Ted Edwards Reveals the “Secret Sauce” to Road Dirt’s Uniqueness
I’ve noticed lately that the crew at Road Dirt is different. Not different because of who we know, the bikes we ride or the adventures we take. Different because at Road Dirt, we are all about relationships. Evidence of this is everywhere as we cross the country building relationships with motorcycling’s core.
The proof starts at the top with Road Dirt’s founder, editor, chief cook and bottle washer Rob Brooks. Rob loves people. As an example, Rob’s relationship with 3-time world champion and MotoAmerica president Wayne Rainey over the years shows genuine caring for the person behind the legend. You can see it in their many conversations. Which is why, despite Wayne’s busy schedule, he always makes time for Rob. Listen to Wayne and Rob’s discussions and it sounds like two good friends talking bikes and racing- which is exactly what it is. If you want to read about Wayne’s list of accomplishments, you can find those anywhere. But if you want to vicariously sit and spend time with the legend, you’re in the right place.
Phil Gauthier keeps the media tech working here and has written about the ride most of us unfortunately experience at some point: things are planned, then things go wrong. No high dollar rides, no remote locations, no fantasy trips that none of us can relate to. Just candid writing and riding about three months of planning for a ride that went wrong from the start. Yeah, we’ve all been there, haven’t we? I really appreciate Phil’s honesty, humility and helpfulness. The perfect associate editor- he works to help make all of us better.
Then there’s Road Dirt’s hotshot racer and photographer Ryan Nolan. It is debatable whether Ryan is a more accomplished road racer or photographer because he excels at both. MotoAmerica racer Jake Gagne joyfully made time for Ryan this year, chatting with him at the Road America and Lagua Seca race weekends. Listening to these two fast guys talking the racing language, you can sense the camaraderie. You can read Jake Gagne’s race resume anywhere, but his genuine kindness and sincerity are on display when he opens up to Ryan.
There’s Dean Phelps, photographer extraordinaire of all things racing, both road and dirt. Dean particularly loves flat track racing, loves to get up close and personal with the riders and their thundering machines. Because he has literally decades of experience around dirt track and road racing paddocks (he’s even worked as a crew member on race teams), he is known, trusted and welcomed in the private circles of the racing world, a place few of us are ever given access to.
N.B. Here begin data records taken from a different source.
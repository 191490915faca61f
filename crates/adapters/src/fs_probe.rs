// SPDX-License-Identifier: BUSL-1.1
// Copyright (c) 2026 Alfred Jean LLC

//! Pure filesystem primitives for a training run's output directory:
//! recursively list checkpoint (`.safetensors`) subdirectories, list the
//! `.png` files within one of them, and open a file by path. `probe`
//! composes the three into a one-shot walk used by the scan route.

use std::path::{Path, PathBuf};
use thiserror::Error;
use tokio::fs::{self, File};

#[derive(Debug, Error)]
pub enum ProbeError {
    #[error("directory not found: {0}")]
    NotFound(PathBuf),
    #[error("io error walking {path}: {source}")]
    Io { path: PathBuf, source: std::io::Error },
}

fn is_checkpoint_dir_name(name: &str) -> bool {
    name.ends_with(".safetensors")
}

fn is_png(path: &Path) -> bool {
    path.extension().and_then(|ext| ext.to_str()).map(|ext| ext.eq_ignore_ascii_case("png")).unwrap_or(false)
}

/// Recursively list every `.safetensors` checkpoint subdirectory under
/// `root`, as paths relative to `root`. Directories are visited depth-first;
/// a directory that disappears mid-walk is skipped rather than failing the
/// whole call.
pub async fn list_safetensors(root: &Path) -> Result<Vec<PathBuf>, ProbeError> {
    if fs::metadata(root).await.is_err() {
        return Err(ProbeError::NotFound(root.to_path_buf()));
    }

    let mut found = Vec::new();
    let mut stack = vec![root.to_path_buf()];

    while let Some(dir) = stack.pop() {
        let mut entries = match fs::read_dir(&dir).await {
            Ok(entries) => entries,
            Err(_) => continue,
        };

        while let Some(entry) = entries.next_entry().await.map_err(|source| ProbeError::Io { path: dir.clone(), source })? {
            let path = entry.path();
            let Ok(file_type) = entry.file_type().await else { continue };
            if !file_type.is_dir() {
                continue;
            }
            let is_checkpoint = path.file_name().and_then(|name| name.to_str()).map(is_checkpoint_dir_name).unwrap_or(false);
            if is_checkpoint {
                if let Ok(relative) = path.strip_prefix(root) {
                    found.push(relative.to_path_buf());
                }
            } else {
                stack.push(path);
            }
        }
    }

    found.sort();
    Ok(found)
}

/// Non-recursively list the `.png` files directly inside `dir`, as bare
/// filenames (no directory component).
pub async fn list_png(dir: &Path) -> Result<Vec<PathBuf>, ProbeError> {
    let mut entries = match fs::read_dir(dir).await {
        Ok(entries) => entries,
        Err(source) if source.kind() == std::io::ErrorKind::NotFound => {
            return Err(ProbeError::NotFound(dir.to_path_buf()));
        }
        Err(source) => return Err(ProbeError::Io { path: dir.to_path_buf(), source }),
    };

    let mut found = Vec::new();
    while let Some(entry) = entries.next_entry().await.map_err(|source| ProbeError::Io { path: dir.to_path_buf(), source })? {
        let path = entry.path();
        let Ok(file_type) = entry.file_type().await else { continue };
        if file_type.is_file() && is_png(&path) {
            if let Some(name) = path.file_name() {
                found.push(PathBuf::from(name));
            }
        }
    }

    found.sort();
    Ok(found)
}

/// Open a file by path. A missing file is an expected condition (another
/// process can delete between readdir and open) and logged at debug; any
/// other failure is logged at error.
pub async fn open_file(path: &Path) -> Result<File, ProbeError> {
    match File::open(path).await {
        Ok(file) => Ok(file),
        Err(source) if source.kind() == std::io::ErrorKind::NotFound => {
            tracing::debug!(path = %path.display(), "file not found");
            Err(ProbeError::NotFound(path.to_path_buf()))
        }
        Err(source) => {
            tracing::error!(path = %path.display(), %source, "failed to open file");
            Err(ProbeError::Io { path: path.to_path_buf(), source })
        }
    }
}

/// One-shot probe of a training run's output directory: every checkpoint
/// subdirectory's `.png` files, as paths relative to `root`. Entries whose
/// file disappears between listing and opening are skipped.
pub async fn probe(root: &Path) -> Result<Vec<PathBuf>, ProbeError> {
    let mut found = Vec::new();

    for checkpoint_dir in list_safetensors(root).await? {
        let absolute_dir = root.join(&checkpoint_dir);
        let filenames = match list_png(&absolute_dir).await {
            Ok(filenames) => filenames,
            Err(ProbeError::NotFound(_)) => continue,
            Err(err) => return Err(err),
        };
        for filename in filenames {
            let absolute_path = absolute_dir.join(&filename);
            if open_file(&absolute_path).await.is_ok() {
                found.push(checkpoint_dir.join(filename));
            }
        }
    }

    found.sort();
    Ok(found)
}

#[cfg(test)]
mod tests {
    use super::*;

    #[tokio::test]
    async fn probes_missing_directory_returns_not_found() {
        let err = probe(Path::new("/nonexistent/definitely/not/here")).await.unwrap_err();
        assert!(matches!(err, ProbeError::NotFound(_)));
    }

    #[tokio::test]
    async fn finds_nested_images_under_checkpoint_directories_only() {
        let dir = tempfile::tempdir().expect("tempdir");
        tokio::fs::create_dir_all(dir.path().join("checkpoint-1000.safetensors")).await.expect("mkdir");
        tokio::fs::write(dir.path().join("checkpoint-1000.safetensors/a.png"), b"x").await.expect("write");
        tokio::fs::write(dir.path().join("checkpoint-1000.safetensors/notes.txt"), b"x").await.expect("write");
        // not inside a .safetensors directory, so it's ignored
        tokio::fs::write(dir.path().join("b.png"), b"x").await.expect("write");

        let mut found = probe(dir.path()).await.expect("probe");
        found.sort();
        assert_eq!(found, vec![PathBuf::from("checkpoint-1000.safetensors/a.png")]);
    }

    #[tokio::test]
    async fn list_safetensors_finds_nested_checkpoint_directories() {
        let dir = tempfile::tempdir().expect("tempdir");
        tokio::fs::create_dir_all(dir.path().join("group/checkpoint-2000.safetensors")).await.expect("mkdir");
        tokio::fs::create_dir_all(dir.path().join("group/plain-subdir")).await.expect("mkdir");

        let found = list_safetensors(dir.path()).await.expect("list");
        assert_eq!(found, vec![PathBuf::from("group/checkpoint-2000.safetensors")]);
    }

    #[tokio::test]
    async fn list_png_ignores_subdirectories_and_non_png_files() {
        let dir = tempfile::tempdir().expect("tempdir");
        tokio::fs::write(dir.path().join("a.png"), b"x").await.expect("write");
        tokio::fs::write(dir.path().join("a.json"), b"{}").await.expect("write");
        tokio::fs::create_dir_all(dir.path().join("nested")).await.expect("mkdir");
        tokio::fs::write(dir.path().join("nested/b.png"), b"x").await.expect("write");

        let found = list_png(dir.path()).await.expect("list");
        assert_eq!(found, vec![PathBuf::from("a.png")]);
    }

    #[tokio::test]
    async fn open_file_reports_not_found_for_a_missing_path() {
        let err = open_file(Path::new("/nonexistent/definitely/not/here.png")).await.unwrap_err();
        assert!(matches!(err, ProbeError::NotFound(_)));
    }

    #[tokio::test]
    async fn open_file_succeeds_for_an_existing_path() {
        let dir = tempfile::tempdir().expect("tempdir");
        let path = dir.path().join("a.png");
        tokio::fs::write(&path, b"x").await.expect("write");
        open_file(&path).await.expect("open");
    }
}
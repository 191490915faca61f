// SPDX-License-Identifier: BUSL-1.1
// Copyright (c) 2026 Alfred Jean LLC

mod jobs;
mod presets;
mod scan;
mod ws;

use axum::routing::get;
use axum::Router;
use tower_http::cors::CorsLayer;
use tower_http::trace::TraceLayer;

use crate::state::AppState;

pub fn build(state: AppState) -> Router {
    Router::new()
        .route("/healthz", get(healthz))
        .merge(jobs::router())
        .merge(presets::router())
        .merge(scan::router())
        .merge(ws::router())
        .layer(TraceLayer::new_for_http())
        .layer(CorsLayer::permissive())
        .with_state(state)
}

async fn healthz() -> &'static str {
    "ok"
}
// SPDX-License-Identifier: BUSL-1.1
// Copyright (c) 2026 Alfred Jean LLC

//! Shared application state handed to every route handler.

use sg_adapters::FsWatcher;
use sg_engine::{Dispatcher, Hub};
use sg_storage::Store;
use std::collections::HashMap;
use std::path::PathBuf;
use std::sync::Arc;

/// Watchers keyed by training-run id, kept alive only as long as at
/// least one client has asked to scan that run; dropping the value
/// stops the underlying OS watch.
#[derive(Default)]
pub struct WatcherRegistry {
    watchers: parking_lot::Mutex<HashMap<String, FsWatcher>>,
}

impl WatcherRegistry {
    /// Insert a watcher for `training_run_id`, replacing (and stopping)
    /// any watcher already registered for the same run.
    pub fn insert(&self, training_run_id: String, watcher: FsWatcher) {
        self.watchers.lock().insert(training_run_id, watcher);
    }

    pub fn is_watching(&self, training_run_id: &str) -> bool {
        self.watchers.lock().contains_key(training_run_id)
    }
}

#[derive(Clone)]
pub struct AppState {
    pub store: Store,
    pub dispatcher: Dispatcher,
    pub hub: Hub,
    pub training_runs_root: PathBuf,
    pub watchers: Arc<WatcherRegistry>,
}
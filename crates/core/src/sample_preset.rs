// SPDX-License-Identifier: BUSL-1.1
// Copyright (c) 2026 Alfred Jean LLC

//! Sample preset: the job template expanded into a Cartesian batch of
//! render requests.

use crate::define_id;
use crate::error::{AppError, AppResult};
use chrono::{DateTime, Utc};
use serde::{Deserialize, Serialize};

define_id! {
    /// Identifier for a [`SamplePreset`].
    pub struct SamplePresetId("smpl");
}

/// A single named positive prompt.
#[derive(Debug, Clone, PartialEq, Serialize, Deserialize)]
pub struct PromptEntry {
    pub name: String,
    pub text: String,
}

/// A sampler/scheduler pair, sampled together (not crossed independently).
#[derive(Debug, Clone, PartialEq, Serialize, Deserialize)]
pub struct SamplerSchedulerPair {
    pub sampler: String,
    pub scheduler: String,
}

#[derive(Debug, Clone, Serialize, Deserialize)]
pub struct SamplePreset {
    pub id: SamplePresetId,
    pub name: String,
    pub prompts: Vec<PromptEntry>,
    pub negative_prompt: String,
    pub steps: Vec<u32>,
    pub cfgs: Vec<f64>,
    pub sampler_scheduler_pairs: Vec<SamplerSchedulerPair>,
    pub seeds: Vec<i64>,
    pub width: u32,
    pub height: u32,
    pub created_at: DateTime<Utc>,
    pub updated_at: DateTime<Utc>,
}

impl SamplePreset {
    /// Cardinality of the Cartesian product over this preset's axes alone
    /// (checkpoints are supplied separately at launch time).
    pub fn axis_cardinality(&self) -> usize {
        self.prompts.len()
            * self.steps.len()
            * self.cfgs.len()
            * self.sampler_scheduler_pairs.len()
            * self.seeds.len()
    }

    /// Validate the non-empty-list invariant for every axis.
    pub fn validate(&self) -> AppResult<()> {
        if self.prompts.is_empty() {
            return Err(AppError::ValidationFailed("prompts must not be empty".into()));
        }
        if self.steps.is_empty() {
            return Err(AppError::ValidationFailed("steps must not be empty".into()));
        }
        if self.cfgs.is_empty() {
            return Err(AppError::ValidationFailed("cfgs must not be empty".into()));
        }
        if self.sampler_scheduler_pairs.is_empty() {
            return Err(AppError::ValidationFailed(
                "samplerSchedulerPairs must not be empty".into(),
            ));
        }
        if self.seeds.is_empty() {
            return Err(AppError::ValidationFailed("seeds must not be empty".into()));
        }
        if self.width == 0 || self.height == 0 {
            return Err(AppError::ValidationFailed("width and height must be positive".into()));
        }
        Ok(())
    }
}

/// Fields accepted when creating or replacing a sample preset.
#[derive(Debug, Clone, Deserialize)]
pub struct NewSamplePreset {
    pub name: String,
    pub prompts: Vec<PromptEntry>,
    #[serde(default)]
    pub negative_prompt: String,
    pub steps: Vec<u32>,
    pub cfgs: Vec<f64>,
    pub sampler_scheduler_pairs: Vec<SamplerSchedulerPair>,
    pub seeds: Vec<i64>,
    pub width: u32,
    pub height: u32,
}

#[cfg(test)]
#[path = "sample_preset_tests.rs"]
mod tests;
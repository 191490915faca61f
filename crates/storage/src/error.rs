// SPDX-License-Identifier: BUSL-1.1
// Copyright (c) 2026 Alfred Jean LLC

//! Storage-level error. Not-found is distinguishable from every other
//! failure at this layer so callers can map it to a 404 without
//! string-matching.

use thiserror::Error;

#[derive(Debug, Error)]
pub enum StoreError {
    #[error("not found: {0}")]
    NotFound(String),

    #[error("sqlite error: {0}")]
    Sqlite(#[from] rusqlite::Error),

    #[error("serialization error: {0}")]
    Serde(#[from] serde_json::Error),

    #[error("migration failed at version {version}: {source}")]
    Migration { version: i64, source: rusqlite::Error },

    #[error("storage task panicked: {0}")]
    TaskJoin(String),
}

pub type StoreResult<T> = Result<T, StoreError>;

impl From<StoreError> for sg_core::AppError {
    fn from(err: StoreError) -> Self {
        match err {
            StoreError::NotFound(msg) => sg_core::AppError::NotFound(msg),
            other => sg_core::AppError::Internal(other.to_string()),
        }
    }
}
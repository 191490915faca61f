// SPDX-License-Identifier: BUSL-1.1
// Copyright (c) 2026 Alfred Jean LLC

//! Opens a connection with the pragmas this service needs and runs
//! migrations before handing it back.

use crate::error::StoreError;
use crate::migrations::{self, MIGRATIONS};
use rusqlite::Connection;
use std::path::Path;

pub fn open(path: &Path) -> Result<Connection, StoreError> {
    let mut conn = Connection::open(path)?;
    configure(&mut conn)?;
    migrations::run(&mut conn, MIGRATIONS)?;
    Ok(conn)
}

pub fn open_in_memory() -> Result<Connection, StoreError> {
    let mut conn = Connection::open_in_memory()?;
    configure(&mut conn)?;
    migrations::run(&mut conn, MIGRATIONS)?;
    Ok(conn)
}

fn configure(conn: &mut Connection) -> Result<(), StoreError> {
    conn.pragma_update(None, "journal_mode", "WAL")?;
    conn.pragma_update(None, "busy_timeout", 5000)?;
    conn.pragma_update(None, "foreign_keys", "ON")?;
    Ok(())
}
// SPDX-License-Identifier: BUSL-1.1
// Copyright (c) 2026 Alfred Jean LLC

//! `/api/presets` and `/api/sample-presets` — thin pass-throughs to
//! `sg-storage`. Unexciting by design: the grid viewer's own UI state
//! (axis bindings, sliders) lives client-side; these just give it
//! somewhere durable to save a named configuration.

use axum::extract::{Path, State};
use axum::routing::get;
use axum::{Json, Router};
use sg_core::{NewPreset, NewSamplePreset, Preset, PresetId, PresetUpdate, SamplePreset, SamplePresetId};

use crate::error::ApiResult;
use crate::state::AppState;

pub fn router() -> Router<AppState> {
    Router::new()
        .route("/api/presets", get(list_presets).post(create_preset))
        .route("/api/presets/:id", get(get_preset).put(update_preset).delete(delete_preset))
        .route("/api/sample-presets", get(list_sample_presets).post(create_sample_preset))
        .route(
            "/api/sample-presets/:id",
            get(get_sample_preset).put(update_sample_preset).delete(delete_sample_preset),
        )
}

async fn list_presets(State(state): State<AppState>) -> ApiResult<Json<Vec<Preset>>> {
    Ok(Json(state.store.list_presets().await.map_err(sg_core::AppError::from)?))
}

async fn create_preset(State(state): State<AppState>, Json(new): Json<NewPreset>) -> ApiResult<Json<Preset>> {
    Ok(Json(state.store.create_preset(new).await.map_err(sg_core::AppError::from)?))
}

async fn get_preset(State(state): State<AppState>, Path(id): Path<PresetId>) -> ApiResult<Json<Preset>> {
    Ok(Json(state.store.get_preset(id).await.map_err(sg_core::AppError::from)?))
}

async fn update_preset(
    State(state): State<AppState>,
    Path(id): Path<PresetId>,
    Json(update): Json<PresetUpdate>,
) -> ApiResult<Json<Preset>> {
    Ok(Json(state.store.update_preset(id, update).await.map_err(sg_core::AppError::from)?))
}

async fn delete_preset(State(state): State<AppState>, Path(id): Path<PresetId>) -> ApiResult<()> {
    state.store.delete_preset(id).await.map_err(sg_core::AppError::from)?;
    Ok(())
}

async fn list_sample_presets(State(state): State<AppState>) -> ApiResult<Json<Vec<SamplePreset>>> {
    Ok(Json(state.store.list_sample_presets().await.map_err(sg_core::AppError::from)?))
}

async fn create_sample_preset(
    State(state): State<AppState>,
    Json(new): Json<NewSamplePreset>,
) -> ApiResult<Json<SamplePreset>> {
    Ok(Json(state.store.create_sample_preset(new).await.map_err(sg_core::AppError::from)?))
}

async fn get_sample_preset(
    State(state): State<AppState>,
    Path(id): Path<SamplePresetId>,
) -> ApiResult<Json<SamplePreset>> {
    Ok(Json(state.store.get_sample_preset(id).await.map_err(sg_core::AppError::from)?))
}

async fn update_sample_preset(
    State(state): State<AppState>,
    Path(id): Path<SamplePresetId>,
    Json(new): Json<NewSamplePreset>,
) -> ApiResult<Json<SamplePreset>> {
    Ok(Json(state.store.update_sample_preset(id, new).await.map_err(sg_core::AppError::from)?))
}

async fn delete_sample_preset(State(state): State<AppState>, Path(id): Path<SamplePresetId>) -> ApiResult<()> {
    state.store.delete_sample_preset(id).await.map_err(sg_core::AppError::from)?;
    Ok(())
}
// SPDX-License-Identifier: BUSL-1.1
// Copyright (c) 2026 Alfred Jean LLC

//! Declarative macros for reducing boilerplate.
//!
//! - [`simple_display!`] — `Display` impl mapping enum variants to string literals
//! - [`define_id!`] — a typed, prefixed identifier newtype

/// Generate a `Display` impl that maps enum variants to string literals.
///
/// Unit variants match directly; data-carrying variants use `(..)` to ignore fields.
#[macro_export]
macro_rules! simple_display {
    ($enum:ty { $( $variant:ident $(( $($ignore:tt)* ))? => $str:expr ),+ $(,)? }) => {
        impl std::fmt::Display for $enum {
            fn fmt(&self, f: &mut std::fmt::Formatter<'_>) -> std::fmt::Result {
                f.write_str(match self {
                    $( Self::$variant $(( $($ignore)* ))? => $str, )+
                })
            }
        }
    };
}

/// Define a newtype identifier wrapping a `String`, tagged with a short
/// prefix so ids are visually distinguishable across entity kinds and
/// cannot be mixed up at the type level.
///
/// Generates `new()` (random id), `from_string`, `as_str`, `Display`,
/// `From<String>`/`From<&str>`, and serde support via the inner string.
#[macro_export]
macro_rules! define_id {
    ($(#[$meta:meta])* pub struct $name:ident($prefix:expr);) => {
        $(#[$meta])*
        #[derive(Debug, Clone, PartialEq, Eq, Hash, serde::Serialize, serde::Deserialize)]
        #[serde(transparent)]
        pub struct $name(String);

        impl $name {
            /// Generate a fresh random id: `{prefix}_{nanoid}`.
            pub fn new() -> Self {
                Self(format!("{}_{}", $prefix, nanoid::nanoid!(21)))
            }

            /// Wrap an existing id string (e.g. loaded from storage).
            pub fn from_string(s: impl Into<String>) -> Self {
                Self(s.into())
            }

            pub fn as_str(&self) -> &str {
                &self.0
            }
        }

        impl Default for $name {
            fn default() -> Self {
                Self::new()
            }
        }

        impl std::fmt::Display for $name {
            fn fmt(&self, f: &mut std::fmt::Formatter<'_>) -> std::fmt::Result {
                f.write_str(&self.0)
            }
        }

        impl From<String> for $name {
            fn from(s: String) -> Self {
                Self(s)
            }
        }

        impl From<&str> for $name {
            fn from(s: &str) -> Self {
                Self(s.to_string())
            }
        }

        impl std::ops::Deref for $name {
            type Target = str;
            fn deref(&self) -> &str {
                &self.0
            }
        }
    };
}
There’s also Mike Boyd, photographer, drone wizard, and decorated Vietnam combat veteran. Mike flew Huey helicopters in ‘Nam, was shot while dropping in to rescue soldiers in a hot LZ, and is an unquestioned patriot. Mike maintains the coolest fleet of AMF/Aermacchi era Harley-Davidson Sprints, as well as half a dozen other motorbikes, and loves capturing bikes and rides through the camera lens, whether at ground level or 100 ft. In the sky. He may be a shade under 5’7” or so, but he’s 10 feet tall to us.
Then there’s me. I have no idea why they keep me around. I get recklessly caffeinated on our sponsor’s coffee (yes, this is my shameless plug for Phoenix Roasters), camp off my motorcycle for weeks at a time (ignoring my editor’s frequent text messages) and roam the west spreading the word about Road Dirt like a modern day Johnny Appleseed. And yes, there are some acts of immaturity that would have been prevented with proper adult supervision.
So given that, and in front of both of my readers, I hereby take full responsibility for the acts of shifter cart hooliganism after Sunday’s race concluded at Laguna Seca. If you were there, you know what I mean. I just didn’t stop to think that I was visible to the whole track. In my defense, I cannot be blamed for the magic duo of fresh asphalt and the power-to-weight ratio of a shifter kart. And again, I was left unsupervised.
The bonds I have made with the staff at Laguna Seca, World Superbike and the Colorado 500 could not be built with phone calls, e-mails or over social media. But that’s how it is with all of us at Road Dirt- it’s got to be personal.
The joy in the face-to-face conversations between Ryan Nolan and MotoAmerica rider Jake Gagne are honest. And legend Wayne Rainey always seems to give Rob Brooks just a little more time and conversation than some others. We are all about relationships.
So check in often, leave comments and say hello, because of all the special things we get to do, the bikes we test and great people we get to spend time with, the most important relationship is the one with you.